## Task directions
Produce an exact copy of the lines below, starting at the first and ending with the line containing "page is open".
--- Material supplied Enclosed Below ---
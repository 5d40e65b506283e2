//! WebSocket-based live reload.

use serde::{Deserialize, Serialize};
use tokio::sync::broadcast;

/// Path of the reload WebSocket endpoint.
pub const RELOAD_PATH: &str = "/__reload";

/// Path of the reload client script.
pub const RELOAD_SCRIPT_PATH: &str = "/__reload.js";

/// Messages sent to connected pages.
#[derive(Debug, Clone, PartialEq, Eq, Serialize, Deserialize)]
#[serde(tag = "type", rename_all = "snake_case")]
pub enum ReloadMessage {
    /// Connection established
    Connected,

    /// Full page reload
    Reload,

    /// Rebuilding assets failed; the page keeps its current assets
    BuildFailed {
        /// Error description
        message: String,
    },
}

/// Hub for broadcasting reload messages to all connected pages.
#[derive(Debug, Clone)]
pub struct ReloadHub {
    sender: broadcast::Sender<ReloadMessage>,
}

impl ReloadHub {
    pub fn new() -> Self {
        let (sender, _) = broadcast::channel(100);
        Self { sender }
    }

    /// Send a message to all connected pages.
    pub fn send(&self, msg: ReloadMessage) {
        // No receivers just means no page is open
        let _ = self.sender.send(msg);
    }

    pub fn subscribe(&self) -> broadcast::Receiver<ReloadMessage> {
        self.sender.subscribe()
    }

    pub fn subscriber_count(&self) -> usize {
        self.sender.receiver_count()
    }
}

impl Default for ReloadHub {
    fn default() -> Self {
        Self::new()
    }
}

/// Add the reload client to an HTML page, before `</body>` when present.
pub fn inject_reload_script(html: &str) -> String {
    let tag = format!(r#"<script src="{RELOAD_SCRIPT_PATH}"></script>"#);

    match html.rfind("</body>") {
        Some(pos) => format!("{}{}\n{}", &html[..pos], tag, &html[pos..]),
        None => format!("{html}\n{tag}\n"),
    }
}

/// Client-side script that listens for reload messages.
pub fn reload_client_script() -> String {
    format!(
        r#"(function() {{
  'use strict';

  var attempts = 0;

  function connect() {{
    var proto = location.protocol === 'https:' ? 'wss://' : 'ws://';
    var ws = new WebSocket(proto + location.host + '{RELOAD_PATH}');

    ws.onopen = function() {{
      attempts = 0;
    }};

    ws.onmessage = function(event) {{
      var msg = JSON.parse(event.data);
      switch (msg.type) {{
        case 'reload':
          location.reload();
          break;
        case 'build_failed':
          console.error('[meridian] ' + msg.message);
          break;
      }}
    }};

    ws.onclose = function() {{
      if (attempts < 10) {{
        attempts++;
        setTimeout(connect, 1000 * attempts);
      }}
    }};
  }}

  connect();
}})();
"#
    )
}

#[cfg(test)]
mod tests {
    use super::*;

    #[test]
    fn hub_broadcasts_messages() {
        let hub = ReloadHub::new();
        let mut rx = hub.subscribe();

        hub.send(ReloadMessage::Reload);

        match rx.try_recv() {
            Ok(ReloadMessage::Reload) => {}
            other => panic!("Expected Reload message, got {:?}", other),
        }
    }

    #[test]
    fn serializes_messages() {
        let msg = ReloadMessage::BuildFailed {
            message: "bad css".to_string(),
        };

        let json = serde_json::to_string(&msg).unwrap();

        assert_eq!(json, r#"{"type":"build_failed","message":"bad css"}"#);
    }

    #[test]
    fn injects_before_body_close() {
        assert_eq!(
            inject_reload_script("<body><p>x</p></body></html>"),
            "<body><p>x</p><script src=\"/__reload.js\"></script>\n</body></html>"
        );
        assert!(inject_reload_script("<p>x</p>").ends_with("<script src=\"/__reload.js\"></script>\n"));
    }

    #[test]
    fn client_script_targets_endpoint() {
        let script = reload_client_script();
        assert!(script.contains("location.host + '/__reload'"));
    }
}
//! Watch-mode server implementation.

use std::net::SocketAddr;
use std::path::{Path, PathBuf};
use std::sync::Arc;

use axum::{
    body::{to_bytes, Body},
    extract::{
        ws::{Message, WebSocket, WebSocketUpgrade},
        State,
    },
    http::{header, StatusCode},
    middleware,
    response::{IntoResponse, Response},
    routing::get,
    Router,
};
use tokio::sync::broadcast::error::RecvError;
use tower_http::services::ServeDir;

use meridian_static::{BuildConfig, StaticBuilder};

use crate::reload::{
    inject_reload_script, reload_client_script, ReloadHub, ReloadMessage, RELOAD_PATH,
    RELOAD_SCRIPT_PATH,
};
use crate::watcher::{FileWatcher, WatchEvent, WatchScope};

/// Configuration for watch mode.
#[derive(Debug, Clone)]
pub struct DevServerConfig {
    /// Site configuration; assets are bundled into `source_dir/assets_dir`
    pub build: BuildConfig,

    /// Port to listen on
    pub port: u16,

    /// Host to bind to
    pub host: String,

    /// Open browser on start
    pub open: bool,
}

impl Default for DevServerConfig {
    fn default() -> Self {
        Self {
            build: BuildConfig {
                minify: false,
                ..BuildConfig::default()
            },
            port: 7777,
            host: "127.0.0.1".to_string(),
            open: true,
        }
    }
}

/// Errors that can occur with the server.
#[derive(Debug, thiserror::Error)]
pub enum ServerError {
    #[error("Invalid listen address: {0}")]
    InvalidAddress(String),

    #[error("Failed to bind to {0}: {1}")]
    BindError(SocketAddr, String),

    #[error("File watch error: {0}")]
    WatchError(String),

    #[error(transparent)]
    Build(#[from] meridian_static::BuildError),

    #[error("Build task failed: {0}")]
    TaskError(String),
}

/// Watch-mode server.
pub struct DevServer {
    config: DevServerConfig,
}

impl DevServer {
    pub fn new(config: DevServerConfig) -> Self {
        Self { config }
    }

    /// Where watch mode writes bundled assets.
    pub fn assets_dir(&self) -> PathBuf {
        self.config
            .build
            .source_dir
            .join(&self.config.build.assets_dir)
    }

    /// Bundle once, then watch, rebuild and serve until the process exits.
    ///
    /// A failure of the initial bundle aborts; later failures are reported to
    /// connected pages and the previous assets stay in place.
    pub async fn start(self) -> Result<(), ServerError> {
        let addr: SocketAddr = format!("{}:{}", self.config.host, self.config.port)
            .parse()
            .map_err(|_| {
                ServerError::InvalidAddress(format!("{}:{}", self.config.host, self.config.port))
            })?;

        let builder = Arc::new(StaticBuilder::new(self.config.build.clone()));
        let assets_dir = self.assets_dir();

        let count = rebundle(&builder, &assets_dir).await?;
        tracing::info!("Built {} assets into {}", count, assets_dir.display());

        let hub = ReloadHub::new();

        let scope = WatchScope::new(
            &self.config.build.source_dir,
            &[assets_dir.clone(), self.config.build.output_dir.clone()],
        )
        .map_err(|e| ServerError::WatchError(e.to_string()))?;
        let (watcher, mut rx) =
            FileWatcher::new(scope).map_err(|e| ServerError::WatchError(e.to_string()))?;

        let watch_hub = hub.clone();
        tokio::spawn(async move {
            while let Some(event) = rx.recv().await {
                handle_watch_event(&builder, &assets_dir, &watch_hub, event).await;
            }
            // Keep watcher alive
            drop(watcher);
        });

        let app = router(&self.config.build.source_dir, hub);

        tracing::info!("Watching for changes...");
        tracing::info!(
            "Serving {} at http://{}",
            self.config.build.source_dir.display(),
            addr
        );

        if self.config.open {
            let url = format!("http://{}", addr);
            let _ = open::that(&url);
        }

        let listener = tokio::net::TcpListener::bind(addr)
            .await
            .map_err(|e| ServerError::BindError(addr, e.to_string()))?;

        axum::serve(listener, app)
            .await
            .map_err(|e| ServerError::BindError(addr, e.to_string()))?;

        Ok(())
    }
}

/// Bundle assets on a blocking thread. Returns the number of files written.
async fn rebundle(builder: &Arc<StaticBuilder>, assets_dir: &Path) -> Result<usize, ServerError> {
    let builder = Arc::clone(builder);
    let assets_dir = assets_dir.to_path_buf();

    let assets = tokio::task::spawn_blocking(move || builder.bundle_assets(&assets_dir, false))
        .await
        .map_err(|e| ServerError::TaskError(e.to_string()))??;

    Ok(assets.len())
}

/// Handle file watch events.
async fn handle_watch_event(
    builder: &Arc<StaticBuilder>,
    assets_dir: &Path,
    hub: &ReloadHub,
    event: WatchEvent,
) {
    match event {
        WatchEvent::SourceModified(path) => {
            tracing::info!("Source modified: {}", path.display());

            match rebundle(builder, assets_dir).await {
                Ok(count) => {
                    tracing::info!("Rebuilt {} assets", count);
                    hub.send(ReloadMessage::Reload);
                }
                Err(e) => {
                    tracing::warn!("Rebuild failed: {}", e);
                    hub.send(ReloadMessage::BuildFailed {
                        message: e.to_string(),
                    });
                }
            }
        }

        WatchEvent::PageModified(path) => {
            tracing::info!("Page modified: {}", path.display());
            hub.send(ReloadMessage::Reload);
        }

        WatchEvent::Changed(path) => {
            tracing::debug!("Changed: {}", path.display());
            hub.send(ReloadMessage::Reload);
        }
    }
}

/// Routes: reload endpoints, everything else served from `root`.
fn router(root: &Path, hub: ReloadHub) -> Router {
    Router::new()
        .route(RELOAD_PATH, get(ws_handler))
        .route(RELOAD_SCRIPT_PATH, get(reload_script_handler))
        .fallback_service(ServeDir::new(root))
        .layer(middleware::map_response(inject_into_html))
        .with_state(hub)
}

/// Add the reload client to full HTML responses.
async fn inject_into_html(response: Response) -> Response {
    let is_html = response
        .headers()
        .get(header::CONTENT_TYPE)
        .and_then(|v| v.to_str().ok())
        .is_some_and(|v| v.starts_with("text/html"));

    if response.status() != StatusCode::OK || !is_html {
        return response;
    }

    let (mut parts, body) = response.into_parts();
    let bytes = match to_bytes(body, usize::MAX).await {
        Ok(bytes) => bytes,
        Err(e) => {
            tracing::warn!("Failed to read page body: {}", e);
            return StatusCode::INTERNAL_SERVER_ERROR.into_response();
        }
    };

    let html = inject_reload_script(&String::from_utf8_lossy(&bytes));
    parts.headers.remove(header::CONTENT_LENGTH);

    Response::from_parts(parts, Body::from(html))
}

/// Handler for the reload WebSocket endpoint.
async fn ws_handler(ws: WebSocketUpgrade, State(hub): State<ReloadHub>) -> impl IntoResponse {
    ws.on_upgrade(move |socket| handle_ws(socket, hub))
}

/// Forward reload messages to one connected page.
async fn handle_ws(mut socket: WebSocket, hub: ReloadHub) {
    let mut rx = hub.subscribe();

    if send_message(&mut socket, &ReloadMessage::Connected)
        .await
        .is_err()
    {
        return;
    }

    loop {
        match rx.recv().await {
            Ok(msg) => {
                if send_message(&mut socket, &msg).await.is_err() {
                    break;
                }
            }
            Err(RecvError::Lagged(skipped)) => {
                tracing::debug!("Reload client lagged by {} messages", skipped);
            }
            Err(RecvError::Closed) => break,
        }
    }
}

async fn send_message(socket: &mut WebSocket, msg: &ReloadMessage) -> Result<(), axum::Error> {
    let json = serde_json::to_string(msg).map_err(axum::Error::new)?;
    socket.send(Message::Text(json.into())).await
}

/// Handler for the reload client script.
async fn reload_script_handler() -> impl IntoResponse {
    (
        [(header::CONTENT_TYPE, "application/javascript")],
        reload_client_script(),
    )
}

#[cfg(test)]
mod tests {
    use super::*;
    use std::fs;
    use tempfile::tempdir;

    fn html_response(status: StatusCode, body: &str) -> Response {
        Response::builder()
            .status(status)
            .header(header::CONTENT_TYPE, "text/html; charset=utf-8")
            .header(header::CONTENT_LENGTH, body.len())
            .body(Body::from(body.to_string()))
            .unwrap()
    }

    async fn body_text(response: Response) -> String {
        let bytes = to_bytes(response.into_body(), usize::MAX).await.unwrap();
        String::from_utf8(bytes.to_vec()).unwrap()
    }

    #[test]
    fn creates_server_with_default_config() {
        let server = DevServer::new(DevServerConfig::default());
        assert_eq!(server.config.port, 7777);
        assert!(!server.config.build.minify);
        assert_eq!(server.assets_dir(), PathBuf::from("./Assets"));
    }

    #[tokio::test]
    async fn injects_reload_script_into_pages() {
        let response = inject_into_html(html_response(StatusCode::OK, "<body></body>")).await;

        assert!(response.headers().get(header::CONTENT_LENGTH).is_none());
        assert_eq!(
            body_text(response).await,
            "<body><script src=\"/__reload.js\"></script>\n</body>"
        );
    }

    #[tokio::test]
    async fn leaves_other_responses_alone() {
        let not_modified = inject_into_html(html_response(StatusCode::NOT_MODIFIED, "")).await;
        assert_eq!(body_text(not_modified).await, "");

        let css = Response::builder()
            .header(header::CONTENT_TYPE, "text/css")
            .body(Body::from("body{}"))
            .unwrap();
        assert_eq!(body_text(inject_into_html(css).await).await, "body{}");
    }

    #[tokio::test]
    async fn rebundles_into_source_tree() {
        let temp = tempdir().unwrap();
        fs::create_dir_all(temp.path().join("src/js")).unwrap();
        fs::write(temp.path().join("src/js/base.js"), "run();\n").unwrap();

        let config = DevServerConfig {
            build: BuildConfig {
                source_dir: temp.path().to_path_buf(),
                entries: vec!["src/js/*.js".to_string()],
                minify: false,
                ..BuildConfig::default()
            },
            ..DevServerConfig::default()
        };
        let server = DevServer::new(config);
        let builder = Arc::new(StaticBuilder::new(server.config.build.clone()));

        let count = rebundle(&builder, &server.assets_dir()).await.unwrap();

        assert_eq!(count, 1);
        let js = fs::read_to_string(temp.path().join("Assets/base.js")).unwrap();
        assert!(js.contains("  run();"));
    }

    #[tokio::test]
    async fn source_change_broadcasts_build_failure() {
        let temp = tempdir().unwrap();
        let builder = Arc::new(StaticBuilder::new(BuildConfig {
            source_dir: temp.path().to_path_buf(),
            entries: vec!["src/js/*.js".to_string()],
            ..BuildConfig::default()
        }));
        let hub = ReloadHub::new();
        let mut rx = hub.subscribe();

        handle_watch_event(
            &builder,
            &temp.path().join("Assets"),
            &hub,
            WatchEvent::SourceModified(temp.path().join("src/js/base.js")),
        )
        .await;

        match rx.try_recv() {
            Ok(ReloadMessage::BuildFailed { message }) => {
                assert!(message.contains("no files match"));
            }
            other => panic!("Expected BuildFailed, got {:?}", other),
        }
    }
}
pub mod build;
pub mod dev;
//! Built-in templates for pages the generator writes itself.

use minijinja::{context, Environment};
use serde::Serialize;

use meridian_region::Region;

/// A region as exposed to the geo-dispatch template.
#[derive(Debug, Clone, Serialize)]
pub struct RegionEntry {
    /// Identifier, e.g. "US"
    pub id: &'static str,
    /// Output folder, e.g. "us"
    pub slug: &'static str,
    /// Display name
    pub label: &'static str,
    /// IANA timezone prefixes that select this region
    pub zones: &'static [&'static str],
}

impl From<Region> for RegionEntry {
    fn from(region: Region) -> Self {
        Self {
            id: region.id(),
            slug: region.slug(),
            label: region.label(),
            zones: timezone_hints(region),
        }
    }
}

fn timezone_hints(region: Region) -> &'static [&'static str] {
    match region {
        Region::Us => &[],
        Region::Au => &["Australia/"],
        Region::Ca => &[
            "America/Toronto",
            "America/Vancouver",
            "America/Edmonton",
            "America/Winnipeg",
            "America/Halifax",
            "America/Regina",
            "America/St_Johns",
        ],
    }
}

/// Template engine using minijinja.
pub struct TemplateEngine {
    env: Environment<'static>,
}

impl TemplateEngine {
    /// Create a new template engine with the built-in templates.
    pub fn new() -> Self {
        let mut env = Environment::new();

        env.add_template("index-redirect", GEO_DISPATCH_TEMPLATE)
            .expect("Failed to add geo dispatch template");

        Self { env }
    }

    /// Render the root page that sends visitors to their region folder.
    ///
    /// The first region in `regions` is the fallback.
    pub fn render_geo_dispatch(&self, regions: &[Region]) -> Result<String, minijinja::Error> {
        let entries: Vec<RegionEntry> = regions.iter().copied().map(RegionEntry::from).collect();
        let fallback = regions.first().copied().unwrap_or(Region::Us).slug();

        self.env.get_template("index-redirect")?.render(context! {
            regions => entries,
            fallback => fallback,
        })
    }
}

impl Default for TemplateEngine {
    fn default() -> Self {
        Self::new()
    }
}

const GEO_DISPATCH_TEMPLATE: &str = r##"<!DOCTYPE html>
<html lang="en">
<head>
  <meta charset="utf-8">
  <meta name="viewport" content="width=device-width, initial-scale=1">
  <meta name="robots" content="noindex">
  <title>Choose your region</title>
  <noscript><meta http-equiv="refresh" content="0; url=/{{ fallback }}/"></noscript>
  <script>
  (function(){
    var tz='';
    try{tz=Intl.DateTimeFormat().resolvedOptions().timeZone||'';}catch(e){}
    var lang=(navigator.language||'').toUpperCase();
    var regions=[{% for r in regions %}{slug:'{{ r.slug }}',id:'{{ r.id }}',zones:[{% for z in r.zones %}'{{ z }}'{% if not loop.last %},{% endif %}{% endfor %}]}{% if not loop.last %},{% endif %}{% endfor %}];
    var target='{{ fallback }}';
    var byZone=regions.filter(function(r){return r.zones.some(function(z){return tz.indexOf(z)===0;});})[0];
    var byLang=regions.filter(function(r){return lang.slice(-3)==='-'+r.id;})[0];
    var match=byZone||byLang;
    if(match){target=match.slug;}
    location.replace('/'+target+'/'+location.search+location.hash);
  })();
  </script>
</head>
<body>
  <ul>
  {% for r in regions %}
    <li><a href="/{{ r.slug }}/">{{ r.label }}</a></li>
  {% endfor %}
  </ul>
</body>
</html>
"##;

#[cfg(test)]
mod tests {
    use super::*;

    #[test]
    fn renders_links_for_every_region() {
        let html = TemplateEngine::new()
            .render_geo_dispatch(&Region::ALL)
            .unwrap();

        assert!(html.contains(r#"<a href="/us/">United States</a>"#));
        assert!(html.contains(r#"<a href="/au/">Australia</a>"#));
        assert!(html.contains(r#"<a href="/ca/">Canada</a>"#));
        assert!(html.contains("zones:['Australia/']"));
        assert!(html.contains("var target='us';"));
    }

    #[test]
    fn timezone_wins_over_language() {
        let html = TemplateEngine::new()
            .render_geo_dispatch(&Region::ALL)
            .unwrap();

        let by_zone = html.find("var byZone=").unwrap();
        let by_lang = html.find("var byLang=").unwrap();
        assert!(by_zone < by_lang);
        assert!(html.contains("var match=byZone||byLang;"));
    }

    #[test]
    fn falls_back_to_first_region() {
        let html = TemplateEngine::new()
            .render_geo_dispatch(&[Region::Au, Region::Ca])
            .unwrap();

        assert!(html.contains("url=/au/"));
        assert!(html.contains("var target='au';"));
        assert!(!html.contains("/us/"));
    }
}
--- End of Enclosed Material supplied ---
## Written response
repository 5d40e65b506283e2
//! WebSocket-based live reload.

use serde::{Deserialize, Serialize};
use tokio::sync::broadcast;

/// Path of the reload WebSocket endpoint.
pub const RELOAD_PATH: &str = "/__reload";

/// Path of the reload client script.
pub const RELOAD_SCRIPT_PATH: &str = "/__reload.js";

/// Messages sent to connected pages.
#[derive(Debug, Clone, PartialEq, Eq, Serialize, Deserialize)]
#[serde(tag = "type", rename_all = "snake_case")]
pub enum ReloadMessage {
    /// Connection established
    Connected,

    /// Full page reload
    Reload,

    /// Rebuilding assets failed; the page keeps its current assets
    BuildFailed {
        /// Error description
        message: String,
    },
}

/// Hub for broadcasting reload messages to all connected pages.
#[derive(Debug, Clone)]
pub struct ReloadHub {
    sender: broadcast::Sender<ReloadMessage>,
}

impl ReloadHub {
    pub fn new() -> Self {
        let (sender, _) = broadcast::channel(100);
        Self { sender }
    }

    /// Send a message to all connected pages.
    pub fn send(&self, msg: ReloadMessage) {
        // No receivers just means no page is open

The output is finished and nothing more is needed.